Data extracted from a collection –
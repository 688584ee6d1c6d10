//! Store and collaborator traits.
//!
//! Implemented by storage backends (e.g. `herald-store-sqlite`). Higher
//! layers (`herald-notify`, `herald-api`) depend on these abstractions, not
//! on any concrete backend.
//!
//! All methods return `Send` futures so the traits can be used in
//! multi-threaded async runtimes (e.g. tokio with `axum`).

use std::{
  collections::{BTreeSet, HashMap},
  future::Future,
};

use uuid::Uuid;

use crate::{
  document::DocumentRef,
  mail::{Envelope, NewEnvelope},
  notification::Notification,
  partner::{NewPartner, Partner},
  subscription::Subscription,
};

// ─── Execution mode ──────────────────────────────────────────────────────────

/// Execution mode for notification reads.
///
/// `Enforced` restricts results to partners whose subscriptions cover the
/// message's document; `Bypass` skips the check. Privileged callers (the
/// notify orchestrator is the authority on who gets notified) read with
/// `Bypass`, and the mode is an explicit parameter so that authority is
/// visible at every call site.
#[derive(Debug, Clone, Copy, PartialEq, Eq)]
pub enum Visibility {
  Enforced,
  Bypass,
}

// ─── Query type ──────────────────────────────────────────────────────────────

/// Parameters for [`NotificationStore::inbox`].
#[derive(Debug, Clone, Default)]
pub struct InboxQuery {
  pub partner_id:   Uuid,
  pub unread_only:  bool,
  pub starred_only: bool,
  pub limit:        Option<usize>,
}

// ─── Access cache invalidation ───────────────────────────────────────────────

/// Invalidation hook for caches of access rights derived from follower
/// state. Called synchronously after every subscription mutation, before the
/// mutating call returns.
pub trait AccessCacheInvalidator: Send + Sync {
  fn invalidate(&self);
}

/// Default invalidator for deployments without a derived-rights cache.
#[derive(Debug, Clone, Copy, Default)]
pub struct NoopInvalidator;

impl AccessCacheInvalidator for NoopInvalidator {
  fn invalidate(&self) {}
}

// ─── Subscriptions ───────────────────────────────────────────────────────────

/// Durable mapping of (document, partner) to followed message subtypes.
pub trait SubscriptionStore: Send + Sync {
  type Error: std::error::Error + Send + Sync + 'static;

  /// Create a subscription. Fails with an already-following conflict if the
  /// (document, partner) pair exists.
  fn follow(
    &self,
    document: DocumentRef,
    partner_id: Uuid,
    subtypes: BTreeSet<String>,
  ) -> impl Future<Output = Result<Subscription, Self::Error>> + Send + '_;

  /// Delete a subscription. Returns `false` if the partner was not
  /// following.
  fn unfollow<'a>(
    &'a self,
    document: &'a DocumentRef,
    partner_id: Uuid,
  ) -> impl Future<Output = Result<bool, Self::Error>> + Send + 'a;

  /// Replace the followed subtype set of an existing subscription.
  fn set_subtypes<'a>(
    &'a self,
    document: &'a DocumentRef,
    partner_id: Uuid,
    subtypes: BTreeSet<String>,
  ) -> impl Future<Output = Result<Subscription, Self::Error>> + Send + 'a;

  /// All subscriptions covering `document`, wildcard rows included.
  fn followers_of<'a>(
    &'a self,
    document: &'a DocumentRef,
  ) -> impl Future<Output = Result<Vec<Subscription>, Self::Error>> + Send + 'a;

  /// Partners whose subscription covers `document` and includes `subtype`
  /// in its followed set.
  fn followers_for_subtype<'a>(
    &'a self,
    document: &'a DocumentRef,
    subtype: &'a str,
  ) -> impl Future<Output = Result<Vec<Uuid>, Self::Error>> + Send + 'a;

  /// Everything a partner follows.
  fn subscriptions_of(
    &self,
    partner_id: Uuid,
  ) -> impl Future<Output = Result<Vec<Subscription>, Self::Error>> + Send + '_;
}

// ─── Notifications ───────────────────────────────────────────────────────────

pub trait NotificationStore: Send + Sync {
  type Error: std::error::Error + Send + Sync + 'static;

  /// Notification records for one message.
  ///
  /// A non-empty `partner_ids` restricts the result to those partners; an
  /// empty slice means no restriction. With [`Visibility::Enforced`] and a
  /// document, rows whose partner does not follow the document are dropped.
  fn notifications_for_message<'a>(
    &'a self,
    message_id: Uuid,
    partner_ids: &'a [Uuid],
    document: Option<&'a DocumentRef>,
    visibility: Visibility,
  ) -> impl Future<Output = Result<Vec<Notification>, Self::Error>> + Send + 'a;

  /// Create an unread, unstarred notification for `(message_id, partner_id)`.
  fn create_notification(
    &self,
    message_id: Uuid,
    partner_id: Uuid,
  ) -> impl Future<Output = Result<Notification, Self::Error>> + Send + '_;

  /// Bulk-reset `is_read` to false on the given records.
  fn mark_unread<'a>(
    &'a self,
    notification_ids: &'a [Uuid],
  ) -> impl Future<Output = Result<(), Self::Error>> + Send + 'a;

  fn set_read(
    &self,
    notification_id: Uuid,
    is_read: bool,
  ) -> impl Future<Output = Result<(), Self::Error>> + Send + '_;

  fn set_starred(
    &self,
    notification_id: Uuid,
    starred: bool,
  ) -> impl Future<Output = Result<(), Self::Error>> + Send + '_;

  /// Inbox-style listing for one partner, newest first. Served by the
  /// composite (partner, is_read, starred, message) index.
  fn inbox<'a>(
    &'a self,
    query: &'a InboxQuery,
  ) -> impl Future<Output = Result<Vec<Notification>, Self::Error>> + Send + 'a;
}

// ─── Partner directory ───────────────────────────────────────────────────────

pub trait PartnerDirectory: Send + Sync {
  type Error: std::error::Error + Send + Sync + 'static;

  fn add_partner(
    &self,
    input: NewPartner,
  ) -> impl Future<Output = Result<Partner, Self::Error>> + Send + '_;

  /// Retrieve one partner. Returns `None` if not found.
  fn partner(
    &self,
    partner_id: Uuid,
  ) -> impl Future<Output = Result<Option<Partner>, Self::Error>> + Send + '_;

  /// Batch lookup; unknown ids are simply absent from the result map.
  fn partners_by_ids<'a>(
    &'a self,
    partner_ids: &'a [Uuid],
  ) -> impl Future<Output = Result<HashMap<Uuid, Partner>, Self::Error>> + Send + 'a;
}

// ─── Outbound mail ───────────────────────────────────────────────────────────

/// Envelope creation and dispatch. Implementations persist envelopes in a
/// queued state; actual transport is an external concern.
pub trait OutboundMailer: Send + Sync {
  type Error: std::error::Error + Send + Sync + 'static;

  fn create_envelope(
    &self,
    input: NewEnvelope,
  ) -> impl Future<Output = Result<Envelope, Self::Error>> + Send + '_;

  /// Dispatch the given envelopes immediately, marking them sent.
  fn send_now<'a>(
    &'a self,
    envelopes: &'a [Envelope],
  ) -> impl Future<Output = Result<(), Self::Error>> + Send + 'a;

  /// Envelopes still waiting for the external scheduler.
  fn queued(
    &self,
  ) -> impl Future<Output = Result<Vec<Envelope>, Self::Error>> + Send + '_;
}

Exercise aim – Identify the lines above with the word "Execution". Copy them.

Exercise output –
// ─── Execution mode ──────────────────────────────────────────────────────────
/// Execution mode for notification reads.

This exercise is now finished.